Celsius a Crypto Lending Firm Filed For Permission to Sell Stablecoin Holdings

  • Celsius Network is seeking permission from New York to sell its Stablecoin holdings. 

Celsius Network is a Crypto lending firm that filed bankruptcy under Chapter 11 in July 2022. It has now asked the court to grant permission to sell its stablecoin holding to generate liquidity to help fund its operations.  

Earlier, Celsius Network filed its bankruptcy in U.S Bankruptcy Court for the Southern District of New York. This is the same court handling the Three Arrows Capital bankruptcy case.      

If Judge Martin Glenn, the Chief of U.S bankruptcy Judge, granted the permission to sell stablecoin holding, it would become easy for Celsius to pay back its value customers their remaining amount. 

The filing also mentions, “The Debtors, however, continue to own stablecoins that should be monetized to fund their operations in these Chapter 11 cases given their market stability compared to other types of cryptocurrencies.”

Chapter 11 Bankruptcy, also called Reorganisation Bankruptcy, follows its process. It is a complex yet effective procedure. This bankruptcy process lets the company stay and business and indulges in financial restructuring. 

The official committee of unsecured creditors of Celsius signed a deal with the U.S Trustee’s office at the beginning of September to appoint an independent examiner, provided they took certain steps to limit the amount of time and funds the examiners would take.
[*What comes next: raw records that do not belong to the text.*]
use std::io::{self, BufRead, Write};

use anyhow::{Context, Result};
use clap::{Args, Parser, Subcommand};
use tracing_subscriber::EnvFilter;

use salmon_chess::{PlayerKind, Players, SearchConfig, Session, UciHandler};

#[derive(Debug, Parser)]
#[command(name = "salmon-chess", version, about = "Chess engine with a negamax alpha-beta bot")]
struct Cli {
    #[command(flatten)]
    search: SearchArgs,

    /// Log filter, e.g. `debug` or `salmon_chess=trace`. Falls back to RUST_LOG, then `info`.
    #[arg(long, env = "SALMON_LOG", global = true)]
    log_level: Option<String>,

    #[command(subcommand)]
    command: Option<Command>,
}

#[derive(Debug, Args)]
struct SearchArgs {
    /// Search depth in plies
    #[arg(long, env = "SALMON_DEPTH", default_value_t = 3, global = true)]
    depth: u32,

    /// Seed for move-order shuffling
    #[arg(long, env = "SALMON_SEED", global = true)]
    seed: Option<u64>,

    /// Search moves in generation order
    #[arg(long, global = true)]
    no_shuffle: bool,
}

impl SearchArgs {
    fn config(&self) -> SearchConfig {
        SearchConfig {
            depth: self.depth,
            shuffle_moves: !self.no_shuffle,
            seed: self.seed,
        }
    }
}

#[derive(Debug, Subcommand)]
enum Command {
    /// Talk UCI over stdin/stdout (the default)
    Uci,
    /// Play a game in the terminal
    Play {
        #[arg(long, value_enum, default_value_t = PlayerKind::Human)]
        white: PlayerKind,
        #[arg(long, value_enum, default_value_t = PlayerKind::Bot)]
        black: PlayerKind,
        /// Stop after this many plies
        #[arg(long)]
        max_plies: Option<usize>,
    },
}

fn init_logging(level: Option<&str>) {
    let filter = match level {
        Some(level) => EnvFilter::new(level),
        None => EnvFilter::try_from_default_env().unwrap_or_else(|_| EnvFilter::new("info")),
    };
    // stdout belongs to the protocol
    tracing_subscriber::fmt()
        .with_env_filter(filter)
        .with_writer(io::stderr)
        .init();
}

fn main() -> Result<()> {
    let cli = Cli::parse();
    init_logging(cli.log_level.as_deref());
    let config = cli.search.config();

    match cli.command.unwrap_or(Command::Uci) {
        Command::Uci => UciHandler::new(config).run(),
        Command::Play {
            white,
            black,
            max_plies,
        } => {
            let mut session = Session::new(Players { white, black }, config);
            play(&mut session, max_plies)
        }
    }
}

fn play(session: &mut Session, max_plies: Option<usize>) -> Result<()> {
    let stdin = io::stdin();
    let mut lines = stdin.lock().lines();
    let mut stdout = io::stdout();

    loop {
        println!("{}", session.state().board());
        if session.outcome().is_over() {
            break;
        }
        if let Some(max) = max_plies {
            if session.state().move_log().len() >= max {
                println!("Stopping after {} plies", max);
                break;
            }
        }

        let side = session.state().side_to_move();
        if !session.is_human_turn() {
            match session.play_bot() {
                Some(mv) => println!("{} plays {}", side, mv),
                None => break,
            }
            continue;
        }

        print!("{} to move (e.g. e2e4, undo, reset, quit): ", side);
        stdout.flush()?;
        let line = match lines.next() {
            Some(line) => line.context("reading move from stdin")?,
            None => break,
        };
        match line.trim() {
            "" => {}
            "quit" => break,
            "reset" => session.reset(),
            "undo" => {
                // take back the bot's reply too, so the human moves again
                if session.undo().is_some() {
                    while !session.is_human_turn() && session.undo().is_some() {}
                }
            }
            notation => {
                if let Err(err) = session.play_human(notation) {
                    println!("{}", err);
                }
            }
        }
    }

    let outcome = session.outcome();
    if outcome.is_over() {
        println!("{}", outcome);
    }
    for line in session.move_log() {
        println!("{}", line);
    }
    Ok(())
}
Celsius Network agreed to join the examiner, and the judge sinned off the deal on Wednesday. 

A hearing on selling stablecoins will occur in New York on October 6, 2022.   

On September 14, 2022, TheCoinRepublic reported that Celsius Network LLC is thinking of reorganising the firm as a crypto custody business. Such efforts came amidst the ongoing bankruptcy proceedings in court. It’s noteworthy that the lending firm is among the firms that received the worst hit of the recent crypto winter.

In a company meeting in September, CEO Alex Mashinsky and an executive at the firm Oren Blonstein noted the company’s plan to expand into the custody business. As it turns out, the custodian services of Celsius would be called “Kelvin,” and the platform would be charging for using the services.